Further, in the present invention, in a metal can end winding appearance inspection method, a reflection image of an upper end of the winding by an illumination light from a ring type lighting device arranged above a winding portion is defined as a center of the lighting device. An image is captured by a television camera arranged coaxially, the input image is converted into a digital multi-tone image, a ring-shaped image of the upper end of the tightening is obtained, and the ring width is radially spaced from the center of the ring-shaped image at appropriate intervals. The entire circumference is measured, and the upper and lower thresholds are set for the ring width dimension. If the ring width dimension exceeds the upper threshold, it is determined to be defective. Disclosed is a metal can end winding appearance inspection method characterized in that when two or more width dimensions are present and the position is located at a position apart from the center angle α degrees of the ring-shaped image, it is determined to be defective.

Further, in the present invention, the threshold value for the ring width dimension is an arithmetic constant obtained by multiplying the average value of the ring width dimension by an appropriate value.

Further, according to the present invention, the absolute value of the dimensional difference between adjacent measurement points of the ring width dimension is determined, and the pass / fail judgment is made.

Further, in the present invention, the threshold value for the absolute value of the dimensional difference between adjacent measurement points of the ring width dimension is an arithmetic constant obtained by multiplying the average value of the absolute values of the dimensional differences by an appropriate value.

Further, according to the present invention, the metal can is conveyed on a conveyor, and the sensor detects that the metal can enters the imaging range of the TV camera, and an image is taken by the TV camera based on the detection signal. I made it.

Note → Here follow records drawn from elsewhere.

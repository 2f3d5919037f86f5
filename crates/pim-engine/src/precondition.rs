//! Command-level checks run before any element instance is visited
//!
//! Checks run in a fixed order and the first failure wins. A caller who is
//! not authorized for the instance's tenant gets the same message as for a
//! missing instance.

use crate::config::EngineConfig;
use crate::error::{MappingSide, PreconditionError, ProcessingError};
use pim_model::{
    Command, DeployedProcess, ElementInstance, PermissionType, ProcessInstanceMigrationRecord,
};
use pim_state::{ProcessingState, StateError};
use std::collections::HashSet;

/// Everything the later stages need once the command passed its preconditions
#[derive(Debug, Clone, Copy)]
pub struct CheckedCommand<'s> {
    /// Root element instance of the process instance
    pub process_instance: &'s ElementInstance,
    /// Process definition the instance runs
    pub source: &'s DeployedProcess,
    /// Process definition to migrate to
    pub target: &'s DeployedProcess,
}

/// Command-level checks, run in a fixed order
pub struct PreconditionChecker<'s, S: ?Sized> {
    state: &'s S,
    max_mapping_instructions: usize,
}

impl<'s, S> PreconditionChecker<'s, S>
where
    S: ProcessingState + ?Sized,
{
    /// Checker over `state` with the configured limits
    #[must_use]
    pub fn new(state: &'s S, config: &EngineConfig) -> Self {
        Self {
            state,
            max_mapping_instructions: config.max_mapping_instructions,
        }
    }

    /// Run every check in order
    ///
    /// # Errors
    /// The first failed [`PreconditionError`]. [`ProcessingError::State`] if
    /// the instance refers to a process definition the cache does not hold.
    pub fn check(
        &self,
        command: &Command<ProcessInstanceMigrationRecord>,
    ) -> Result<CheckedCommand<'s>, ProcessingError> {
        let record = &command.value;
        let process_instance_key = record.process_instance_key;

        let process_instance = self
            .state
            .element_instance(process_instance_key)
            .filter(|instance| instance.is_root())
            .ok_or(PreconditionError::ProcessInstanceNotFound {
                process_instance_key,
            })?;

        if !command
            .authorizations
            .is_tenant_authorized(&process_instance.tenant_id)
        {
            return Err(PreconditionError::TenantNotAuthorized {
                process_instance_key,
                tenant_id: process_instance.tenant_id.clone(),
            }
            .into());
        }

        if !command.authorizations.is_permitted(
            PermissionType::UpdateProcessInstance,
            &process_instance.bpmn_process_id,
        ) {
            return Err(PreconditionError::PermissionDenied {
                process_instance_key,
                bpmn_process_id: process_instance.bpmn_process_id.clone(),
            }
            .into());
        }

        if let Some(parent_process_instance_key) = process_instance.parent_process_instance_key {
            return Err(PreconditionError::ChildProcessInstance {
                process_instance_key,
                parent_process_instance_key,
            }
            .into());
        }

        self.check_input_shape(record)?;
        check_unique_sources(record)?;

        let target = self
            .state
            .process_by_key_and_tenant(
                record.target_process_definition_key,
                &process_instance.tenant_id,
            )
            .ok_or(PreconditionError::TargetProcessNotFound {
                process_instance_key,
                target_process_definition_key: record.target_process_definition_key,
            })?;

        let source = self
            .state
            .process_by_key(process_instance.process_definition_key)
            .ok_or(StateError::ProcessNotFound(
                process_instance.process_definition_key,
            ))?;

        check_referenced_elements(record, source, target)?;

        if source.has_event_sub_process() {
            return Err(PreconditionError::EventSubProcessInSource {
                process_instance_key,
                bpmn_process_id: source.bpmn_process_id().to_string(),
            }
            .into());
        }
        if target.has_event_sub_process() {
            return Err(PreconditionError::EventSubProcessInTarget {
                process_instance_key,
                bpmn_process_id: target.bpmn_process_id().to_string(),
            }
            .into());
        }

        tracing::debug!(
            process_instance_key = %process_instance_key,
            source_process_definition_key = %source.key(),
            target_process_definition_key = %target.key(),
            "Migration preconditions passed"
        );

        Ok(CheckedCommand {
            process_instance,
            source,
            target,
        })
    }

    fn check_input_shape(
        &self,
        record: &ProcessInstanceMigrationRecord,
    ) -> Result<(), PreconditionError> {
        let process_instance_key = record.process_instance_key;
        let count = record.mapping_instructions.len();
        if count > self.max_mapping_instructions {
            return Err(PreconditionError::TooManyMappingInstructions {
                process_instance_key,
                count,
                limit: self.max_mapping_instructions,
            });
        }

        for (index, instruction) in record.mapping_instructions.iter().enumerate() {
            let side = if instruction.source_element_id.is_empty() {
                MappingSide::Source
            } else if instruction.target_element_id.is_empty() {
                MappingSide::Target
            } else {
                continue;
            };
            return Err(PreconditionError::EmptyElementId {
                process_instance_key,
                index,
                side,
            });
        }
        Ok(())
    }
}

/// Duplicates are reported once each, in order of first repetition
fn check_unique_sources(record: &ProcessInstanceMigrationRecord) -> Result<(), PreconditionError> {
    let mut seen = HashSet::new();
    let mut duplicates: Vec<String> = Vec::new();
    for instruction in &record.mapping_instructions {
        let id = instruction.source_element_id.as_str();
        if !seen.insert(id) && !duplicates.iter().any(|d| d == id) {
            duplicates.push(id.to_string());
        }
    }

    if duplicates.is_empty() {
        Ok(())
    } else {
        Err(PreconditionError::DuplicateSourceElementIds {
            process_instance_key: record.process_instance_key,
            duplicates,
        })
    }
}

/// All source ids are checked before any target id
fn check_referenced_elements(
    record: &ProcessInstanceMigrationRecord,
    source: &DeployedProcess,
    target: &DeployedProcess,
) -> Result<(), PreconditionError> {
    let process_instance_key = record.process_instance_key;
    if let Some(instruction) = record
        .mapping_instructions
        .iter()
        .find(|i| !source.contains(&i.source_element_id))
    {
        return Err(PreconditionError::UnknownSourceElement {
            process_instance_key,
            element_id: instruction.source_element_id.clone(),
        });
    }
    if let Some(instruction) = record
        .mapping_instructions
        .iter()
        .find(|i| !target.contains(&i.target_element_id))
    {
        return Err(PreconditionError::UnknownTargetElement {
            process_instance_key,
            element_id: instruction.target_element_id.clone(),
        });
    }
    Ok(())
}
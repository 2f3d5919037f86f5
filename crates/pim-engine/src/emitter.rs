//! Follow-up events of a migration
//!
//! Events are buffered while the tree is walked and only handed to the
//! result builder once every element passed validation. They are grouped:
//! all element events, then all job events, then all variable events, then
//! the completed event.

use crate::error::ProcessingError;
use crate::validator::ValidatedElement;
use pim_log::ProcessingResultBuilder;
use pim_model::{
    DeployedProcess, Intent, JobRecord, Key, ProcessInstanceMigrationRecord, ProcessInstanceRecord,
    RecordValue, VariableRecord,
};
use pim_state::{ProcessingState, StateError};

type Buffered = (Key, Intent, RecordValue);

/// Buffers follow-up events per group until the whole tree validated
pub struct FollowUpEmitter<'s, S: ?Sized> {
    state: &'s S,
    target: &'s DeployedProcess,
    elements: Vec<Buffered>,
    jobs: Vec<Buffered>,
    variables: Vec<Buffered>,
}

/// Number of events per group written by [`FollowUpEmitter::commit`]
#[derive(Debug, Clone, Copy, Default, PartialEq, Eq)]
pub struct EmittedCounts {
    /// `ELEMENT_MIGRATED` events
    pub elements: usize,
    /// `JOB_MIGRATED` events
    pub jobs: usize,
    /// `VARIABLE_MIGRATED` events
    pub variables: usize,
}

impl EmittedCounts {
    /// Events across all groups
    #[must_use]
    pub fn total(&self) -> usize {
        self.elements + self.jobs + self.variables
    }
}

impl<'s, S> FollowUpEmitter<'s, S>
where
    S: ProcessingState + ?Sized,
{
    /// Emitter for a migration into `target`
    #[must_use]
    pub fn new(state: &'s S, target: &'s DeployedProcess) -> Self {
        Self {
            state,
            target,
            elements: Vec::new(),
            jobs: Vec::new(),
            variables: Vec::new(),
        }
    }

    /// Buffer the events for one validated element instance
    ///
    /// # Errors
    /// [`ProcessingError::State`] if the instance's job is missing
    pub fn emit(&mut self, validated: ValidatedElement<'_>) -> Result<(), ProcessingError> {
        let instance = validated.instance;
        let target_element_id = &validated.target_element.id;

        let mut element = ProcessInstanceRecord::from(instance);
        element.process_definition_key = self.target.key();
        element.bpmn_process_id = self.target.bpmn_process_id().to_string();
        element.version = self.target.version();
        element.element_id.clone_from(target_element_id);
        self.elements.push((
            instance.key,
            Intent::ElementMigrated,
            RecordValue::ProcessInstance(element),
        ));

        if let Some(job_key) = instance.job_key {
            let job = self
                .state
                .job(job_key)
                .ok_or(StateError::JobNotFound(job_key))?;
            let mut record = JobRecord::from(job);
            record.process_definition_key = self.target.key();
            record.process_definition_version = self.target.version();
            record.bpmn_process_id = self.target.bpmn_process_id().to_string();
            record.element_id.clone_from(target_element_id);
            self.jobs
                .push((job_key, Intent::JobMigrated, RecordValue::Job(record)));
        }

        for variable in self.state.local_variables(instance.key) {
            let mut record = VariableRecord::from(variable);
            record.process_definition_key = self.target.key();
            record.bpmn_process_id = self.target.bpmn_process_id().to_string();
            self.variables.push((
                variable.key,
                Intent::VariableMigrated,
                RecordValue::Variable(record),
            ));
        }

        Ok(())
    }

    /// Write the buffered events followed by the completed event
    pub fn commit(
        self,
        command: &ProcessInstanceMigrationRecord,
        builder: &mut ProcessingResultBuilder,
    ) -> EmittedCounts {
        let counts = EmittedCounts {
            elements: self.elements.len(),
            jobs: self.jobs.len(),
            variables: self.variables.len(),
        };

        for (key, intent, value) in self
            .elements
            .into_iter()
            .chain(self.jobs)
            .chain(self.variables)
        {
            builder.append_follow_up_event(key, intent, value);
        }
        builder.append_follow_up_event(
            command.process_instance_key,
            Intent::Migrated,
            RecordValue::ProcessInstanceMigration(command.clone()),
        );

        counts
    }
}

#[cfg(test)]
mod tests {
    use super::*;
    use crate::mapping::ElementIdMapping;
    use crate::validator::ElementValidator;
    use pim_model::MappingInstruction;
    use pim_state::{ElementInstanceState, ProcessState};
    use pim_test_utils::{create_service_task_process, intents, StateFixture};
    use pretty_assertions::assert_eq;

    #[test]
    fn events_are_grouped_by_kind() {
        let mut fixture = StateFixture::new();
        let source = fixture.deploy(create_service_task_process(1, "v1", "A"));
        fixture.deploy(create_service_task_process(2, "v2", "B"));
        let root = fixture.start_instance(source);
        fixture.set_variable(root, "order", serde_json::json!(42));
        let task = fixture.activate(root, "A");
        let job = fixture.create_job(task, "charge");
        fixture.set_variable(task, "attempt", serde_json::json!(1));

        let state = fixture.state();
        let target = state.process_by_key(Key(2)).unwrap();
        let mapping = ElementIdMapping::build(&[MappingInstruction::new("A", "B")], "v1", "v2");
        let validator = ElementValidator::new(state, root, target, &mapping);
        let mut emitter = FollowUpEmitter::new(state, target);
        for key in [root, task] {
            let instance = state.element_instance(key).unwrap();
            emitter.emit(validator.validate(instance).unwrap()).unwrap();
        }

        let command = ProcessInstanceMigrationRecord::new(root, Key(2)).with_mapping("A", "B");
        let mut builder = ProcessingResultBuilder::new();
        let counts = emitter.commit(&command, &mut builder);
        let result = builder.build();

        assert_eq!(
            counts,
            EmittedCounts {
                elements: 2,
                jobs: 1,
                variables: 2
            }
        );
        assert_eq!(
            intents(&result.records),
            vec![
                Intent::ElementMigrated,
                Intent::ElementMigrated,
                Intent::JobMigrated,
                Intent::VariableMigrated,
                Intent::VariableMigrated,
                Intent::Migrated,
            ]
        );

        let RecordValue::Job(job_record) = &result.records[2].value else {
            panic!("expected a job record");
        };
        assert_eq!(result.records[2].key, job);
        assert_eq!(job_record.element_id, "B");
        assert_eq!(job_record.bpmn_process_id, "v2");
        assert_eq!(
            result.records[5].value,
            RecordValue::ProcessInstanceMigration(command)
        );
    }

    #[test]
    fn missing_job_is_fatal() {
        let mut fixture = StateFixture::new();
        let source = fixture.deploy(create_service_task_process(1, "v1", "A"));
        fixture.deploy(create_service_task_process(2, "v2", "B"));
        let root = fixture.start_instance(source);
        let task = fixture.activate_with(root, "A", |i| i.job_key = Some(Key(404)));

        let state = fixture.state();
        let target = state.process_by_key(Key(2)).unwrap();
        let mapping = ElementIdMapping::build(&[MappingInstruction::new("A", "B")], "v1", "v2");
        let validator = ElementValidator::new(state, root, target, &mapping);
        let mut emitter = FollowUpEmitter::new(state, target);
        let instance = state.element_instance(task).unwrap();

        let error = emitter
            .emit(validator.validate(instance).unwrap())
            .unwrap_err();
        assert!(matches!(
            error,
            ProcessingError::State(StateError::JobNotFound(Key(404)))
        ));
    }
}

Further, in the present invention, in a metal can-end winding appearance inspection apparatus, a ring-type illumination device disposed above a winding portion and an image of a reflection of an upper end of the winding by the illumination light are taken.
A television camera disposed coaxially with the center of the lighting device, and means for converting the captured image into a digital multi-tone image;
A metal can end winding appearance inspection apparatus comprising: a ring-shaped image of the upper end of the winding in this image, which is sampled in the circumferential direction, and monitoring the magnitude of each ring width to determine whether the winding is good or defective. Is disclosed.

[0017]

DESCRIPTION OF THE PREFERRED EMBODIMENTS One embodiment of the present invention will be described with reference to FIGS. FIG. 1 shows an apparatus configuration of the present invention. A ring-type illumination device 2 is disposed above a metal can 10 conveyed on a conveyor 1, and a television camera 4 is disposed coaxially with the illumination device 2. Set up. The ring-type lighting device 2 includes a
Is illuminated from above, and the entire ring 13 is illuminated from the entire ring. The TV camera 4 captures an image of the fastening portion 13 from a space inside the ring. By arranging the TV camera 4 and the lighting device 2 coaxially, the TV camera 4 uniformly captures an image of the entire tightening unit 13 from above.

The metal can 10 conveyed on the conveyor 1 in the direction of the arrow is detected by the sensor 5 at a moment when the metal can 10 is directly below the lighting device 2 and the television camera 4, and this detection signal is inputted to the image processing device 6, The illumination device 2 emits light via the illumination power source 20 and irradiates the tightening unit 13. At the same time, the detection signal of the sensor 5 activates the television camera 4 via the image processing device 6 to cause the image of the contour image of the tightening portion 11 to be captured, and then input the image to the image processing device 6. The result of the discrimination processing by the image processing device 6 is sent to the sorting device 7, where the non-defective product and the defective product are sorted.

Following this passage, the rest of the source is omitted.